### Try it:
Among the lines of the records below, copy those that hold the word "todo".

• • •

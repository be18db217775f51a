//! # envsubst
//!
//! Shell-style parameter expansion as an embeddable library. Templates
//! contain `$name` and `${name...}` substitutions that are evaluated
//! against caller-supplied values:
//!
//! ```text
//! $name  ${name}  ${#name}  ${name:-default}  ${name#prefix}  ${name//from/to}
//! ```
//!
//! The crate is split into two layers:
//!
//! - **The language** (parsing, AST, operators, evaluation) lives here and
//!   knows nothing about where values come from.
//! - **The host** implements [`Resolver`] to supply values, or
//!   [`Interceptor`] to take over individual substitutions.
//!
//! Patterns are literal substrings, not globs. Word splitting, arithmetic,
//! command substitution and arrays are not supported.
//!
//! ## Quick start
//!
//! ```rust
//! use envsubst::{render, MapResolver};
//!
//! let mut vars = MapResolver::new();
//! vars.set("name", "Alice");
//!
//! let output = render("Hello, ${name}! Port ${port:-8080}.", &mut vars).unwrap();
//! assert_eq!(output, "Hello, Alice! Port 8080.");
//! ```
//!
//! ## Parsed templates
//!
//! For repeated evaluation, parse once with [`Template::parse`] and call
//! [`Template::evaluate`] against different resolvers:
//!
//! ```rust
//! use envsubst::{MapResolver, Template};
//!
//! let template = Template::parse("${file%.txt}.md").unwrap();
//!
//! let mut vars = MapResolver::new();
//! vars.set("file", "notes.txt");
//! assert_eq!(template.evaluate(&mut vars).unwrap(), "notes.md");
//!
//! vars.set("file", "todo.txt");
//! assert_eq!(template.evaluate(&mut vars).unwrap(), "todo.md");
//! ```
//!
//! ## Required values
//!
//! `${name:?message}` aborts evaluation when `name` is unset or empty:
//!
//! ```rust
//! use envsubst::{render, EvalErrorKind, MapResolver, RenderError};
//!
//! let err = render("${DATABASE_URL:?must be set}", &mut MapResolver::new()).unwrap_err();
//! match err {
//!     RenderError::Eval(e) => {
//!         assert_eq!(e.kind, EvalErrorKind::ParameterRequired);
//!         assert_eq!(e.message, "DATABASE_URL: must be set");
//!     }
//!     other => panic!("unexpected error: {other}"),
//! }
//! ```

pub mod ast;
pub mod error;
pub mod eval;
pub mod operator;
mod parser;

pub use ast::node::{Node, Variable};
pub use ast::span::Span;
pub use ast::template::Template;
pub use error::{EvalError, EvalErrorKind, ParseError};
pub use eval::{
    EnvResolver, EvalOptions, Intercept, Interceptor, MapResolver, NodeInfo, Resolver, evaluate,
    evaluate_advanced, evaluate_advanced_with_options, evaluate_with_options,
};
pub use operator::{Operator, OperatorError};
pub use parser::{DEFAULT_MAX_DEPTH, ParseOptions, parse, parse_with_options};

use thiserror::Error;

/// Parse source text and evaluate it in a single step.
///
/// For repeated evaluation of the same source, prefer [`Template`] to
/// avoid re-parsing.
pub fn render<R: Resolver + ?Sized>(source: &str, resolver: &mut R) -> Result<String, RenderError> {
    let template = parser::parse(source)?;
    Ok(evaluate(&template, resolver)?)
}

/// Parse source text and evaluate it with custom options.
pub fn render_with_options<R: Resolver + ?Sized>(
    source: &str,
    resolver: &mut R,
    options: EvalOptions,
) -> Result<String, RenderError> {
    let template = parser::parse(source)?;
    Ok(evaluate_with_options(&template, resolver, options)?)
}

/// Parse source text and evaluate it with an interceptor closure.
///
/// The closure receives each parameter name with its [`NodeInfo`] and
/// returns [`Intercept::Emit`] to replace the substitution's output or
/// [`Intercept::Resolve`] to supply a value for the operator.
pub fn render_advanced<F>(source: &str, mut mapping: F) -> Result<String, RenderError>
where
    F: FnMut(&str, &NodeInfo<'_>) -> Result<Intercept, EvalError>,
{
    let template = parser::parse(source)?;
    Ok(evaluate_advanced(&template, &mut mapping)?)
}

/// Parse source text and evaluate it against the process environment.
///
/// Defaults assigned with `=` or `:=` are visible to later references in
/// the same call but are not exported to the environment.
///
/// ```rust
/// let out = envsubst::render_env("${ENVSUBST_DOC_UNSET_VAR:-fallback}").unwrap();
/// assert_eq!(out, "fallback");
/// ```
pub fn render_env(source: &str) -> Result<String, RenderError> {
    render(source, &mut EnvResolver::new())
}

/// Combined error type returned by the `render*` functions.
#[derive(Debug, Clone, Error)]
pub enum RenderError {
    /// The source is not a valid template.
    #[error(transparent)]
    Parse(#[from] ParseError),
    /// Evaluation was aborted.
    #[error(transparent)]
    Eval(#[from] EvalError),
}
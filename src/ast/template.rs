use std::fmt;
use std::str::FromStr;

use super::node::Node;
use crate::error::{EvalError, ParseError};
use crate::eval::{self, EvalOptions, Interceptor, Resolver};
use crate::parser;

/// A parsed template: the immutable root [`Node`] together with the source
/// it was parsed from.
///
/// Parse once, evaluate as often as needed. Evaluation never mutates the
/// template, so one template can serve many resolvers.
///
/// ```rust
/// use envsubst::{MapResolver, Template};
///
/// let template = Template::parse("port ${PORT:-8080}").unwrap();
///
/// let mut vars = MapResolver::new();
/// assert_eq!(template.evaluate(&mut vars).unwrap(), "port 8080");
///
/// vars.set("PORT", "9000");
/// assert_eq!(template.evaluate(&mut vars).unwrap(), "port 9000");
/// ```
#[derive(Debug, Clone, PartialEq, Eq)]
pub struct Template {
    root: Node,
    source: String,
}

impl Template {
    pub(crate) fn new(root: Node, source: impl Into<String>) -> Self {
        Self {
            root,
            source: source.into(),
        }
    }

    /// Parse source text into a template.
    pub fn parse(source: &str) -> Result<Self, ParseError> {
        parser::parse(source)
    }

    pub fn root(&self) -> &Node {
        &self.root
    }

    pub fn source(&self) -> &str {
        &self.source
    }

    /// Evaluate with a plain name-to-value resolver.
    pub fn evaluate<R: Resolver + ?Sized>(&self, resolver: &mut R) -> Result<String, EvalError> {
        eval::evaluate(self, resolver)
    }

    pub fn evaluate_with_options<R: Resolver + ?Sized>(
        &self,
        resolver: &mut R,
        options: EvalOptions,
    ) -> Result<String, EvalError> {
        eval::evaluate_with_options(self, resolver, options)
    }

    /// Evaluate with an interceptor that may take over individual
    /// substitutions. See [`Interceptor`].
    pub fn evaluate_advanced<I: Interceptor + ?Sized>(
        &self,
        interceptor: &mut I,
    ) -> Result<String, EvalError> {
        eval::evaluate_advanced(self, interceptor)
    }

    pub fn evaluate_advanced_with_options<I: Interceptor + ?Sized>(
        &self,
        interceptor: &mut I,
        options: EvalOptions,
    ) -> Result<String, EvalError> {
        eval::evaluate_advanced_with_options(self, interceptor, options)
    }
}

impl FromStr for Template {
    type Err = ParseError;

    fn from_str(source: &str) -> Result<Self, Self::Err> {
        parser::parse(source)
    }
}

/// Displays the original source text.
impl fmt::Display for Template {
    fn fmt(&self, f: &mut fmt::Formatter<'_>) -> fmt::Result {
        f.write_str(&self.source)
    }
}
//! Abstract syntax tree types.
//!
//! A [`Template`] owns a single root [`Node`]. Nodes are literal
//! [`Node::Text`], substitution sites ([`Node::Variable`]) and sibling
//! sequences ([`Node::List`]). Substitution arguments are themselves nodes,
//! so `${a:-${b}}` nests a variable inside a variable.

pub mod node;
pub mod span;
pub mod template;

// Convenience re-exports
pub use node::{Node, Variable};
pub use span::Span;
pub use template::Template;
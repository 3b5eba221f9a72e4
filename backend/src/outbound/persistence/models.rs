//! Row types mapping between Diesel and the domain.

use chrono::NaiveDateTime;
use diesel::prelude::*;

use super::schema::products;

/// Read model for one `products` row.
#[derive(Debug, Clone, Queryable, Selectable)]
#[diesel(table_name = products)]
#[diesel(check_for_backend(diesel::sqlite::Sqlite))]
pub struct ProductRow {
    pub id: i32,
    pub name: String,
    pub detail: String,
    pub created_at: NaiveDateTime,
    pub updated_at: NaiveDateTime,
}

/// Insert model for a new product.
#[derive(Debug, Insertable)]
#[diesel(table_name = products)]
pub struct NewProductRow<'a> {
    pub name: &'a str,
    pub detail: &'a str,
    pub created_at: NaiveDateTime,
    pub updated_at: NaiveDateTime,
}

/// Changeset applied by the update operation; `created_at` is deliberately
/// absent so it can never be rewritten.
#[derive(Debug, AsChangeset)]
#[diesel(table_name = products)]
pub struct ProductChangeset<'a> {
    pub name: &'a str,
    pub detail: &'a str,
    pub updated_at: NaiveDateTime,
}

• • •

### Response below:
//! vars.set("file", "todo.txt");
//! assert_eq!(template.evaluate(&mut vars).unwrap(), "todo.md");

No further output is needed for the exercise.